YadinyJA_02_20160301_C9

Publication Date

3-1-2016

Publisher

The Making Cancer History® Voices Oral History Collection, The University of Texas MD Anderson Cancer Center

City

Houston, Texas

Topics Covered

The University of Texas MD Anderson Cancer Center - MD Anderson Culture; MD Anderson Culture; Working Environment; Gender, Race, Ethnicity, Religion; Critical Perspectives on MD Anderson; On Texas and Texans; Cultural/Social Influences; Women and Minorities at Work; Experiences re: Gender, Race, Ethnicity; Leadership

Disciplines

History of Science, Technology, and Medicine | Oncology | Oral History

Transcript

Tacey Ann Rosolowski, PhD:

Okay, so we’re recording now, and so just quickly, it’s March 1, 2016, the time is about ten minutes after nine, and this is beginning of my second session with

Janis Apted Yadiny:

.

Tacey Ann Rosolowski, PhD:

We were in the midst of a conversation, you were talking about this man who had come for leadership issues, with team initiatives.

Janis Apted Yadiny:

He was a chair, a chair who had been here maybe not that long, a few years but not terribly long. Fred Schmitt and I were working with him, and he asked us to both do some process work with him, coaching, and do a team alignment, with his team. This is really, to me it’s very important work. It can be personally very deep, because you build a relationship of trust with the leader, and the leader has to feel like they can open up and tell you things. This man certainly opened up and just bared his soul, and by the time we finished the team alignment, he cried in the team alignment, in front of his team, because he felt he had let them down. They were shocked, of course. And then in his office afterwards, when we were debriefing, he sobbed. The man was in his fifties, and I can tel you, Tacey, I’ve met so many very successful people, successful somewhere else, who come to MD Anderson and they have their first taste of failure, of what it feels like failure, and the failure terrifies them, it disorients them so much.

Tacey Ann Rosolowski, PhD:

Well, it’s an identity blow, I’m sure.

Janis Apted Yadiny:

It totally shatters their identity, they feel like they’re on thin ice. They’ve never been on thin ice. They’ve been A students, they’ve been the best medical student, the most brilliant researcher, whatever, and something happens here, within a very short period of time, where they’re doubting themselves. Who am I? Am I not good enough for this place, am I not the person I thought I was? Why am I not understanding the signals? What are these signals anyway? The signals seem to be you’re really not good enough, lucky you, that you’re here. I don’t know how we manage to do that to so many people, and I would say that if I were to sit down with the leadership, they would be shocked if I told them that, because I don’t feel like it’s deliberate, that they mean to give out those signals, but somehow it’s become part of the culture, so the culture can seem very cruel and mean and non-supportive, and you have to find your own way. One of the things that I think is really important for new leaders is that they understand that there are people here who get it. You’re going to walk into a culture where you’re going to feel, at times, terribly unsupported, and come to us and talk to us about it. I can put them in touch with, or one of our consultants can put them in touch with other leaders who felt the same way and who are now very successful at MD Anderson.

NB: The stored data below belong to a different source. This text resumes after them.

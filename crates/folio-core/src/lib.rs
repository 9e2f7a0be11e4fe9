pub mod background;
pub mod color;
pub mod constants;
pub mod cursor;
pub mod error;
pub mod field;
pub mod icon;
pub mod icons;
pub mod keyboard;
pub mod keycap;
pub mod paint;
pub mod particle;
pub mod path;
pub mod pointer;
pub mod points;
pub mod proximity;
pub mod raster;
pub mod scene;
pub mod snow;
pub mod spring;
pub mod texture;

pub static SCENE_WGSL: &str = include_str!("../shaders/scene.wgsl");
pub static POST_WGSL: &str = include_str!("../shaders/post.wgsl");
pub static BLIT_WGSL: &str = include_str!("../shaders/blit.wgsl");
pub static POINTS_WGSL: &str = include_str!("../shaders/points.wgsl");

pub use background::{CountingScheduler, FrameScheduler, ParticleBackground};
pub use color::Rgba;
pub use constants::*;
pub use cursor::{CursorConfig, CursorFrame, CursorState};
pub use error::FolioError;
pub use field::{FieldConfig, ParticleField, Viewport};
pub use icon::{IconDescriptor, SvgIcon, ViewBox};
pub use keyboard::{Keyboard, Keycap, Skill, SKILLS};
pub use keycap::{KeycapController, KeycapMode, KeycapParams, PressSource};
pub use paint::{render_field, render_static, GradientStop, Painter, RecordingPainter};
pub use particle::Particle;
pub use pointer::PointerState;
pub use points::{FloatingPoints, PointSprite};
pub use proximity::{edges, Edge};
pub use raster::Pixmap;
pub use scene::{describe_keyboard, Camera, GpuInstance, GpuLight, GpuPoint, OrbitCamera, Scene};
pub use snow::{render_snow, SnowConfig, SnowField};
pub use spring::{Spring, SpringConfig, SpringVec2};
pub use texture::{build_label, LabelCache, LabelTexture};
use wasm_bindgen::closure::Closure;
use wasm_bindgen::JsCast;
use web_sys as web;

/// An event listener that is removed when dropped.
pub struct EventListener {
    target: web::EventTarget,
    kind: &'static str,
    closure: Closure<dyn FnMut(web::Event)>,
}

impl EventListener {
    pub fn new(
        target: &web::EventTarget,
        kind: &'static str,
        handler: impl FnMut(web::Event) + 'static,
    ) -> anyhow::Result<Self> {
        let closure = Closure::wrap(Box::new(handler) as Box<dyn FnMut(web::Event)>);
        target
            .add_event_listener_with_callback(kind, closure.as_ref().unchecked_ref())
            .map_err(|e| anyhow::anyhow!("add {kind} listener: {:?}", e))?;
        Ok(Self {
            target: target.clone(),
            kind,
            closure,
        })
    }

    /// Like [`new`](Self::new) but hands the handler the concrete event type;
    /// events of another type are ignored.
    pub fn typed<E: JsCast + 'static>(
        target: &web::EventTarget,
        kind: &'static str,
        mut handler: impl FnMut(E) + 'static,
    ) -> anyhow::Result<Self> {
        Self::new(target, kind, move |ev: web::Event| {
            if let Ok(ev) = ev.dyn_into::<E>() {
                handler(ev);
            }
        })
    }
}

impl Drop for EventListener {
    fn drop(&mut self) {
        _ = self
            .target
            .remove_event_listener_with_callback(self.kind, self.closure.as_ref().unchecked_ref());
    }
}
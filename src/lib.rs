#![cfg(target_arch = "wasm32")]
use std::cell::RefCell;
use wasm_bindgen::prelude::*;
use wasm_bindgen_futures::spawn_local;
use web_sys as web;

mod atlas;
mod background;
mod canvas2d;
mod constants;
mod cursor;
mod dom;
mod events;
mod frame;
mod input;
mod keyboard3d;
mod lifecycle;
mod listener;
mod render;
mod snow;

use background::BackgroundMount;
use constants::{
    CURSOR_DOT_ID, CURSOR_FOLLOWER_ID, KEYBOARD_CANVAS_ID, PARTICLE_CANVAS_ID, SNOW_CANVAS_ID,
};
use cursor::CursorMount;
use keyboard3d::KeyboardMount;
use lifecycle::MountGeneration;
use snow::SnowMount;

/// Every visual component currently on the page. A component whose element
/// is missing, or whose context could not be acquired, stays `None`.
#[derive(Default)]
struct App {
    background: Option<BackgroundMount>,
    snow: Option<SnowMount>,
    cursor: Option<CursorMount>,
    keyboard: Option<KeyboardMount>,
}

thread_local! {
    static APP: RefCell<App> = RefCell::new(App::default());
    static GENERATION: MountGeneration = MountGeneration::default();
}

fn mount_component<T>(name: &str, mount: impl FnOnce() -> anyhow::Result<T>) -> Option<T> {
    match mount() {
        Ok(component) => Some(component),
        Err(e) => {
            log::error!("{name} not mounted: {e:?}");
            None
        }
    }
}

#[wasm_bindgen(start)]
pub fn start() -> Result<(), JsValue> {
    console_error_panic_hook::set_once();
    console_log::init_with_level(log::Level::Info).ok();
    log::info!("folio-web starting");

    spawn_local(async move {
        if let Err(e) = init().await {
            log::error!("init error: {:?}", e);
        }
    });
    Ok(())
}

async fn init() -> anyhow::Result<()> {
    let document = dom::window_document().ok_or_else(|| anyhow::anyhow!("no document"))?;
    let ticket = GENERATION.with(|g| g.ticket());

    let background = mount_component("particle background", || {
        BackgroundMount::mount(dom::element_by_id::<web::HtmlCanvasElement>(
            &document,
            PARTICLE_CANVAS_ID,
        )?)
    });
    let snow = mount_component("snow", || {
        SnowMount::mount(dom::element_by_id::<web::HtmlCanvasElement>(
            &document,
            SNOW_CANVAS_ID,
        )?)
    });
    let cursor = mount_component("cursor", || {
        CursorMount::mount(
            dom::element_by_id::<web::HtmlElement>(&document, CURSOR_DOT_ID)?,
            dom::element_by_id::<web::HtmlElement>(&document, CURSOR_FOLLOWER_ID)?,
        )
    });
    APP.with(|app| {
        let mut app = app.borrow_mut();
        app.background = background;
        app.snow = snow;
        app.cursor = cursor;
    });

    // WebGPU setup is async; the 2D layers are already running meanwhile
    let keyboard = match dom::element_by_id::<web::HtmlCanvasElement>(&document, KEYBOARD_CANVAS_ID) {
        Ok(canvas) => match KeyboardMount::mount(canvas).await {
            Ok(k) => Some(k),
            Err(e) => {
                log::error!("skills keyboard not mounted: {e:?}");
                None
            }
        },
        Err(e) => {
            log::info!("skills keyboard skipped: {e}");
            None
        }
    };
    let Some(keyboard) = keyboard else {
        return Ok(());
    };
    // unmount() may have run while the GPU was being set up
    match GENERATION.with(|g| g.admit(ticket, keyboard)) {
        Some(k) => APP.with(|app| app.borrow_mut().keyboard = Some(k)),
        None => log::info!("skills keyboard resolved after unmount; dropped"),
    }
    Ok(())
}

/// Tears down every mounted component: frame loops are cancelled and all
/// listeners removed.
#[wasm_bindgen]
pub fn unmount() {
    GENERATION.with(|g| g.advance());
    let app = APP.with(|app| std::mem::take(&mut *app.borrow_mut()));
    drop(app);
}
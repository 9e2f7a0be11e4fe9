// DOM hooks and front-end tuning. Simulation constants live in
// `folio_core::constants`.

// Element ids
pub const PARTICLE_CANVAS_ID: &str = "particle-canvas";
pub const SNOW_CANVAS_ID: &str = "snow-canvas";
pub const KEYBOARD_CANVAS_ID: &str = "keyboard-canvas";
pub const CURSOR_DOT_ID: &str = "cursor-dot";
pub const CURSOR_FOLLOWER_ID: &str = "cursor-follower";

// Reduced motion media query
pub const REDUCED_MOTION_QUERY: &str = "(prefers-reduced-motion: reduce)";

// Elements the custom cursor treats as interactive
pub const INTERACTIVE_SELECTOR: &str =
    "a, button, [role='button'], [data-cursor-hover], input, textarea, select";

// Orbit controls
pub const ORBIT_RADIANS_PER_PX: f32 = 0.005; // drag sensitivity
pub const ORBIT_WHEEL_ZOOM_PER_PX: f32 = 0.001; // wheel delta to distance factor
pub const CLICK_SLOP_PX: f32 = 4.0; // drags shorter than this still count as clicks

// Label atlas: one cell per skill
pub const ATLAS_COLS: u32 = 4;
pub const ATLAS_ROWS: u32 = 4;
pub const ATLAS_CELL_PX: u32 = folio_core::constants::LABEL_TEXTURE_SIZE;

// GPU
pub const MAX_GPU_LIGHTS: usize = 24; // must match MAX_LIGHTS in scene.wgsl
pub const BLOOM_BLUR_PASSES: usize = 2; // horizontal + vertical pairs
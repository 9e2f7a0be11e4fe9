use folio_core::scene::PostPass;
use folio_core::Scene;
use web_sys as web;

mod boxes;
mod helpers;
mod points;
mod post;
mod targets;

use boxes::{create_box_resources, pack_instances, BoxResources, Globals};
use points::{create_point_resources, pack_points, PointGlobals, PointResources};
use post::{BloomParams, PostBindGroups, PostResources};
use targets::{RenderTargets, HDR_FORMAT};

use crate::atlas::LabelAtlas;
use crate::constants::BLOOM_BLUR_PASSES;

/// WebGPU state for the keyboard canvas.
pub struct GpuState {
    surface: wgpu::Surface<'static>,
    device: wgpu::Device,
    queue: wgpu::Queue,
    config: wgpu::SurfaceConfiguration,
    boxes: BoxResources,
    points: PointResources,
    targets: RenderTargets,
    linear_sampler: wgpu::Sampler,
    post: PostResources,
    post_groups: PostBindGroups,
    width: u32,
    height: u32,
}

fn bloom_params(scene: &Scene) -> BloomParams {
    scene
        .post
        .iter()
        .map(|p| match *p {
            PostPass::Bloom {
                intensity,
                threshold,
                smoothing,
            } => BloomParams {
                strength: intensity,
                threshold,
                smoothing,
            },
        })
        .next()
        .unwrap_or(BloomParams {
            strength: 0.0,
            threshold: 1.0,
            smoothing: 0.0,
        })
}

fn clear_color(scene: &Scene) -> wgpu::Color {
    let [r, g, b, a] = scene.background.to_linear();
    wgpu::Color {
        r: r as f64,
        g: g as f64,
        b: b as f64,
        a: a as f64,
    }
}

impl GpuState {
    /// `atlas_pixels` is consumed by the upload; only the slot table stays on the CPU.
    pub async fn new(
        canvas: &web::HtmlCanvasElement,
        atlas: &LabelAtlas,
        atlas_pixels: Vec<u8>,
    ) -> anyhow::Result<Self> {
        let width = canvas.width().max(1);
        let height = canvas.height().max(1);

        let instance = wgpu::Instance::default();
        let surface = instance.create_surface(wgpu::SurfaceTarget::Canvas(canvas.clone()))?;
        let adapter = instance
            .request_adapter(&wgpu::RequestAdapterOptions {
                power_preference: wgpu::PowerPreference::HighPerformance,
                compatible_surface: Some(&surface),
                force_fallback_adapter: false,
            })
            .await
            .ok_or_else(|| anyhow::anyhow!("No WebGPU adapter"))?;
        let (device, queue) = adapter
            .request_device(
                &wgpu::DeviceDescriptor {
                    required_features: wgpu::Features::empty(),
                    // default limits keep older WebGPU implementations happy
                    required_limits: wgpu::Limits::default(),
                    memory_hints: wgpu::MemoryHints::Performance,
                    label: None,
                },
                None,
            )
            .await
            .map_err(|e| anyhow::anyhow!("request_device error: {:?}", e))?;
        let caps = surface.get_capabilities(&adapter);
        let format = caps
            .formats
            .iter()
            .copied()
            .find(|f| {
                matches!(
                    f,
                    wgpu::TextureFormat::Bgra8UnormSrgb | wgpu::TextureFormat::Rgba8UnormSrgb
                )
            })
            .or_else(|| caps.formats.first().copied())
            .ok_or_else(|| anyhow::anyhow!("surface reports no formats"))?;
        let alpha_mode = caps
            .alpha_modes
            .first()
            .copied()
            .unwrap_or(wgpu::CompositeAlphaMode::Auto);
        let config = wgpu::SurfaceConfiguration {
            usage: wgpu::TextureUsages::RENDER_ATTACHMENT,
            format,
            width,
            height,
            present_mode: wgpu::PresentMode::Fifo,
            alpha_mode,
            view_formats: vec![],
            desired_maximum_frame_latency: 2,
        };
        surface.configure(&device, &config);

        let boxes = create_box_resources(&device, &queue, HDR_FORMAT, &atlas.layout, &atlas_pixels);
        drop(atlas_pixels);
        let points = create_point_resources(&device, HDR_FORMAT);
        let targets = RenderTargets::new(&device, width, height);

        let post_shader = device.create_shader_module(wgpu::ShaderModuleDescriptor {
            label: Some("post_shader"),
            source: wgpu::ShaderSource::Wgsl(folio_core::POST_WGSL.into()),
        });
        let linear_sampler = helpers::linear_sampler(&device, "linear_sampler");
        let post = post::create_post_resources(&device, &post_shader, HDR_FORMAT, format);
        let post_groups = PostBindGroups::new(&device, &post, &linear_sampler, &targets);

        log::info!("keyboard renderer ready ({width}x{height}, {:?})", format);
        Ok(Self {
            surface,
            device,
            queue,
            config,
            boxes,
            points,
            targets,
            linear_sampler,
            post,
            post_groups,
            width,
            height,
        })
    }

    pub fn resize_if_needed(&mut self, width: u32, height: u32) {
        if width == 0 || height == 0 {
            return;
        }
        if width != self.width || height != self.height {
            self.width = width;
            self.height = height;
            self.config.width = width;
            self.config.height = height;
            self.surface.configure(&self.device, &self.config);
            self.targets.recreate(&self.device, width, height);
            self.post_groups =
                PostBindGroups::new(&self.device, &self.post, &self.linear_sampler, &self.targets);
        }
    }

    pub fn aspect(&self) -> f32 {
        self.width as f32 / self.height.max(1) as f32
    }

    pub fn render(&mut self, scene: &Scene, atlas: &LabelAtlas) -> Result<(), wgpu::SurfaceError> {
        let globals = Globals::from_scene(scene, self.aspect());
        let instances = pack_instances(scene, atlas);
        self.boxes
            .upload(&self.device, &self.queue, &globals, &instances);
        self.points.upload(
            &self.device,
            &self.queue,
            &PointGlobals::from_scene(scene, self.aspect()),
            &pack_points(scene),
        );
        post::write_post_uniforms(
            &self.queue,
            &self.post,
            RenderTargets::bloom_size(self.width, self.height),
            bloom_params(scene),
        );

        let frame = self.surface.get_current_texture()?;
        let view = frame
            .texture
            .create_view(&wgpu::TextureViewDescriptor::default());
        let mut encoder = self
            .device
            .create_command_encoder(&wgpu::CommandEncoderDescriptor {
                label: Some("encoder"),
            });
        let clear = clear_color(scene);

        // Pass 1: boxes, then additive points, into HDR
        {
            let mut rpass = encoder.begin_render_pass(&wgpu::RenderPassDescriptor {
                label: Some("scene_pass"),
                color_attachments: &[Some(wgpu::RenderPassColorAttachment {
                    view: &self.targets.hdr_view,
                    resolve_target: None,
                    ops: wgpu::Operations {
                        load: wgpu::LoadOp::Clear(clear),
                        store: wgpu::StoreOp::Store,
                    },
                })],
                depth_stencil_attachment: Some(wgpu::RenderPassDepthStencilAttachment {
                    view: &self.targets.depth_view,
                    depth_ops: Some(wgpu::Operations {
                        load: wgpu::LoadOp::Clear(1.0),
                        store: wgpu::StoreOp::Discard,
                    }),
                    stencil_ops: None,
                }),
                timestamp_writes: None,
                occlusion_query_set: None,
            });
            self.boxes.draw(&mut rpass);
            self.points.draw(&mut rpass);
        }

        // Pass 2: bright pass -> bloom_a
        post::blit(
            &mut encoder,
            "bright_pass",
            &self.targets.bloom_a_view,
            wgpu::Color::BLACK,
            &self.post.bright_pipeline,
            &self.post_groups.hdr,
            None,
        );

        // Pass 3: separable blur, ping-ponging bloom_a <-> bloom_b
        for _ in 0..BLOOM_BLUR_PASSES {
            post::blit(
                &mut encoder,
                "blur_h",
                &self.targets.bloom_b_view,
                wgpu::Color::BLACK,
                &self.post.blur_pipeline,
                &self.post_groups.blur_h,
                None,
            );
            post::blit(
                &mut encoder,
                "blur_v",
                &self.targets.bloom_a_view,
                wgpu::Color::BLACK,
                &self.post.blur_pipeline,
                &self.post_groups.blur_v,
                None,
            );
        }

        // Pass 4: composite to the canvas
        post::blit(
            &mut encoder,
            "composite",
            &view,
            clear,
            &self.post.composite_pipeline,
            &self.post_groups.hdr,
            Some(&self.post_groups.bloom_a_only),
        );

        self.queue.submit(Some(encoder.finish()));
        frame.present();
        Ok(())
    }
}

Tacey Ann Rosolowski, PhD:

Let me ask you a quick question, to just go back to that scenario, when that department chair was in the situation with his team. What was the team’s reaction to his emotional baring?

Janis Apted Yadiny:

Shock. Like so many people who are not used to having this, they’re used to patients crying in front of them, but a chair, their chair? They were stunned, they were silent, they weren’t—they were shocked, I would say. There wasn’t even one comment of sympathy for him. Now, he got caught between a rock and a hard place, and I think that I have seen this as problematic at MD Anderson from time to time, where new people are brought in and then put in very complex political situations, which they don’t really know about until they get here, and they have to try to figure out how to maneuver, and they don’t know who are their friends and who are their enemies. They don’t know who to talk to about it. They try to resolve it in a mature way and they find out that part of the problem is in one silo and part of the problem is in another, and they don’t know how to bridge that. I don’t know that they could successfully bridge it, you know, it’s such a surprise to them.

Tacey Ann Rosolowski, PhD:

There’s also—I don’t know, this must come up in your conversations, but there’s a difference between this institution being influenced by southern culture, and I think for people who come from the north or from the West Coast, and probably from certain cultures overseas, that’s just the way of interacting. Kind of muting of certain kinds of messages is an issue and it takes a while for people to get used to it.

Janis Apted Yadiny:

Yes, exactly, and that’s a hard thing to parse, you know it’s a hard issue to really understand fully, and I think about it a lot. There have been faculty I’ve coached here, who have told me, I’ve had more of a culture clash, coming from New York City, down to this institution, then I ever thought was possible, because I’m a northerner, and it took me a year or two to figure out, I mean a southern state, but also a southern institution. Now, the interesting thing is, a lot of the faculty, 42 percent or something, as Asian, or minority say, from other places, and a lot of the other faculty, they’re not southern. It’s the staff, because you have now, we’re up to about 21,000 people or 22,000 people; many of the staff here are southern, and about 70 percent of the staff are women. So, I would love to do—I would like to understand what that is really all about, if we did a cultural study. The staff have enormous power, yet they feel powerless. The staff interact with the faculty and they have their own ways of punishing them or controlling them.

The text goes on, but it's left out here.